La emoción se apoderó de la Plaza de Mayo durante la misa en homenaje a Francisco

Hay señoras que sostienen la imagen de Francisco impresa en una estampita o en un poster. Hay personas con banderas argentinas que dicen “Francisco”, y también el estandarte del Vaticano, mitad blanco y mitad amarillo. Los vende José en un costado de la plaza. Los compró en Once la semana pasada. Vende poco, dice.

A su lado, un grupo de Scouts juvenil comparte el mate. También están los más adultos. Como Tomás Acosta (37) y Juan Pablo Okseniuk (40). “Deja una enseñanza muy grande”, dice el primero, y sigue: “Sobre cómo transitar la vida. Con la mirada puesta en el Otro, en la misericordia, el perdón, entender que todos somos iguales”.

“Fue muy importante. Lo escuchamos hablar en favor de los homosexuales y la gente trans. Miró siempre a los humildes, fijate el gesto de los zapatos en su funeral. Es un mensaje sobre cómo tiene que ser una institución como la iglesia católica”, agrega Juan Pablo.

La misa dura una hora. Hay un hincha de San Lorenzo arrodillado después de comulgar, quizá pidiendo una mano para el partido de esta tarde. Al lado está pintado el pañuelo de las Madres sobre el suelo. Cuando termina el texto de García Cuerva, ocurre el momento más emotivo. Aparece la voz de Jorge Bergoglio, del pastor porteño. Colma toda la plaza, quizá todo Buenos Aires. Las pantallas muestran una imagen suya sonriente y las fechas de su nacimiento y su partida.

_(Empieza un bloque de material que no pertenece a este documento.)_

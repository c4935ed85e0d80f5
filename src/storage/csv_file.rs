//! CSV file backend

use super::traits::{DatasetStore, DatasetVersion, LoadedDataset, OpenStore, StorageError, StorageResult};
use crate::record::{Dataset, RawDataset};
use std::fs;
use std::io::{ErrorKind, Read, Write};
use std::path::{Path, PathBuf};
use std::sync::Mutex;
use tempfile::NamedTempFile;
use tracing::{debug, info, warn};

/// Dataset store backed by a single CSV file.
///
/// Saves are serialized through an internal lock, go to a temporary file in
/// the same directory and are renamed over the target, so a failed save
/// leaves the previous file in place.
pub struct CsvStore {
    path: PathBuf,
    write_lock: Mutex<()>,
}

impl CsvStore {
    pub fn path(&self) -> &Path {
        &self.path
    }

    fn read_bytes(&self) -> StorageResult<Vec<u8>> {
        fs::read(&self.path).map_err(|e| match e.kind() {
            ErrorKind::NotFound => StorageError::NotFound(self.path.clone()),
            _ => StorageError::Io(e),
        })
    }

    fn read_version(&self) -> StorageResult<Option<DatasetVersion>> {
        match self.read_bytes() {
            Ok(bytes) => Ok(Some(DatasetVersion::of_bytes(&bytes))),
            Err(StorageError::NotFound(_)) => Ok(None),
            Err(e) => Err(e),
        }
    }
}

impl OpenStore for CsvStore {
    fn open(path: impl AsRef<Path>) -> StorageResult<Self> {
        Ok(Self {
            path: path.as_ref().to_path_buf(),
            write_lock: Mutex::new(()),
        })
    }
}

impl DatasetStore for CsvStore {
    fn load(&self) -> StorageResult<LoadedDataset> {
        let bytes = self.read_bytes()?;
        let version = DatasetVersion::of_bytes(&bytes);
        let raw = read_raw(bytes.as_slice())?;

        let missing = raw.missing_columns();
        if !missing.is_empty() {
            return Err(StorageError::Format(format!(
                "missing required columns: {}",
                missing.join(", ")
            )));
        }

        let dataset = Dataset::from_raw(&raw)?;
        info!(path = %self.path.display(), records = dataset.len(), %version, "loaded dataset");
        Ok(LoadedDataset { dataset, version })
    }

    fn load_raw(&self) -> StorageResult<RawDataset> {
        let bytes = self.read_bytes()?;
        read_raw(bytes.as_slice())
    }

    fn save(&self, dataset: &Dataset, expected: Option<&DatasetVersion>) -> StorageResult<DatasetVersion> {
        let _guard = self
            .write_lock
            .lock()
            .map_err(|_| StorageError::Io(std::io::Error::new(ErrorKind::Other, "store lock poisoned")))?;

        if let Some(expected) = expected {
            let found = self
                .read_version()?
                .unwrap_or_else(|| DatasetVersion::of_bytes(&[]));
            if &found != expected {
                warn!(path = %self.path.display(), %expected, %found, "refusing save over changed file");
                return Err(StorageError::Conflict {
                    expected: expected.clone(),
                    found,
                });
            }
        }

        let mut bytes = Vec::new();
        write_dataset(dataset, &mut bytes)?;

        let dir = match self.path.parent() {
            Some(parent) if !parent.as_os_str().is_empty() => parent.to_path_buf(),
            _ => PathBuf::from("."),
        };
        let mut tmp = NamedTempFile::new_in(&dir)?;
        tmp.write_all(&bytes)?;
        tmp.as_file().sync_all()?;
        tmp.persist(&self.path).map_err(|e| StorageError::Io(e.error))?;

        let version = DatasetVersion::of_bytes(&bytes);
        info!(path = %self.path.display(), records = dataset.len(), %version, "saved dataset");
        Ok(version)
    }

    fn current_version(&self) -> StorageResult<Option<DatasetVersion>> {
        self.read_version()
    }
}

/// Parse CSV text into an untyped table. Every cell is kept as text, so
/// codes with leading zeros survive; blank cells become nulls.
pub fn read_raw<R: Read>(reader: R) -> StorageResult<RawDataset> {
    let mut rdr = csv::ReaderBuilder::new().has_headers(true).from_reader(reader);

    let headers: Vec<String> = rdr
        .headers()?
        .iter()
        .map(|h| h.trim_start_matches('\u{feff}').trim().to_string())
        .collect();

    let mut raw = RawDataset::new(headers);
    for result in rdr.records() {
        let record = result.map_err(|e| StorageError::Format(e.to_string()))?;
        raw.push_row(
            record
                .iter()
                .map(|cell| if cell.is_empty() { None } else { Some(cell.to_string()) })
                .collect(),
        );
    }
    debug!(rows = raw.len(), columns = raw.headers().len(), "parsed CSV");
    Ok(raw)
}

/// Write an untyped table as CSV, header first. Nulls are written as empty cells.
pub fn write_raw<W: Write>(raw: &RawDataset, writer: W) -> StorageResult<()> {
    let mut wtr = csv::Writer::from_writer(writer);
    wtr.write_record(raw.headers())?;
    for row in raw.rows() {
        wtr.write_record(row.iter().map(|cell| cell.as_deref().unwrap_or("")))?;
    }
    wtr.flush()?;
    Ok(())
}

/// Write a typed dataset with the persisted column set.
pub fn write_dataset<W: Write>(dataset: &Dataset, writer: W) -> StorageResult<()> {
    write_raw(&dataset.to_raw(), writer)
}
use serde::{Deserialize, Serialize};
use std::fmt;

/// Administrative role
#[derive(Debug, Clone, Copy, PartialEq, Eq, Hash, Serialize, Deserialize)]
#[serde(rename_all = "lowercase")]
pub enum Role {
    /// Full access to every region
    Master,
    /// Access limited to one region
    Regional,
}

impl Role {
    pub fn parse(s: &str) -> Option<Self> {
        match s.trim().to_ascii_lowercase().as_str() {
            "master" => Some(Role::Master),
            "regional" | "daerah" => Some(Role::Regional),
            _ => None,
        }
    }
}

impl fmt::Display for Role {
    fn fmt(&self, f: &mut fmt::Formatter<'_>) -> fmt::Result {
        match self {
            Role::Master => write!(f, "master"),
            Role::Regional => write!(f, "regional"),
        }
    }
}

/// An authenticated administrator.
///
/// A regional identity always carries its region code; a master identity never does.
#[derive(Debug, Clone, PartialEq, Eq, Serialize, Deserialize)]
pub struct Identity {
    username: String,
    role: Role,
    region_code: Option<String>,
}

impl Identity {
    pub fn master(username: impl Into<String>) -> Self {
        Self {
            username: username.into(),
            role: Role::Master,
            region_code: None,
        }
    }

    pub fn regional(username: impl Into<String>, region_code: impl Into<String>) -> Self {
        Self {
            username: username.into(),
            role: Role::Regional,
            region_code: Some(region_code.into()),
        }
    }

    pub fn username(&self) -> &str {
        &self.username
    }

    pub fn role(&self) -> Role {
        self.role
    }

    pub fn is_master(&self) -> bool {
        self.role == Role::Master
    }

    /// Region this identity is confined to; `None` for master
    pub fn scope(&self) -> Option<&str> {
        self.region_code.as_deref()
    }

    /// Whether records of `region_code` are visible and editable
    pub fn can_access(&self, region_code: &str) -> bool {
        match self.scope() {
            None => true,
            Some(own) => own == region_code,
        }
    }
}

impl fmt::Display for Identity {
    fn fmt(&self, f: &mut fmt::Formatter<'_>) -> fmt::Result {
        match &self.region_code {
            Some(code) => write!(f, "{} ({}, {})", self.username, self.role, code),
            None => write!(f, "{} ({})", self.username, self.role),
        }
    }
}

La voz de Bergoglio suena en las pantallas e inunda de emoción a los presentes

“Sé que están en la Plaza”, se escucha. “Sé que están rezando. Gracias por las oraciones. Las necesito mucho. Gracias por haberse reunido a rezar. Es tan lindo rezar, porque es mirar hacia el cielo, mirar a nuestro corazón, y saber que tenemos un Padre bueno que es Dios. Gracias por eso”.

El impacto emocional es total. Después de que el Arzobispo tuviera que pedir que paren con los bombos, el silencio fue absoluto. Sepulcral. La voz de Francisco parecía venir del cosmos. Solo se escuchaba el canto de los gorriones de la plaza.

Sola, sonriente, Sole Albizu (64), lo escucha emocionada. Fue monja hasta los 50. Tuvo 14 hermanos. Dos de ellos fueron jesuitas. Así conoció a Bergoglio.

Fue mi guía espiritual durante tres años, de mis 28 a mis 31. Me marcó mucho. Era como un padre o un amigo. Era un igual. Siempre fue así. Sentías que te escuchaba. No había nada más que eso. Te miraba a los ojos. Te prestaba atención. Me gustaba porque era así con todos, prestaba mucha atención, por ejemplo, a los niños, sin subestimar su edad”, cuenta.

Como dijo, los hermanos de Sole, jesuitas, compartieron tiempo en el Colegio Máximo de San Miguel, cuando él era Provincial, la máxima autoridad regional de la Compañía de Jesús.

“Fue una linda relación. Los sábados, cuando iban a los barrios, los despedía en la puerta. Les podía perdonar todo, excepto que no fueran un sábado a dar catequesis a los chicos, después de estudiar toda la semana”, cuenta Sole, que dejó de ser monja hace 14 años, y cuenta algo que define a Jorge Bergoglio casi como ninguna otra cosa: “¿Sabés qué hacía los sábados a la noche con mis hermanos? Les miraba los zapatos. Tenían que volver con barro. Él les decía: ‘al barrio y al barro’”.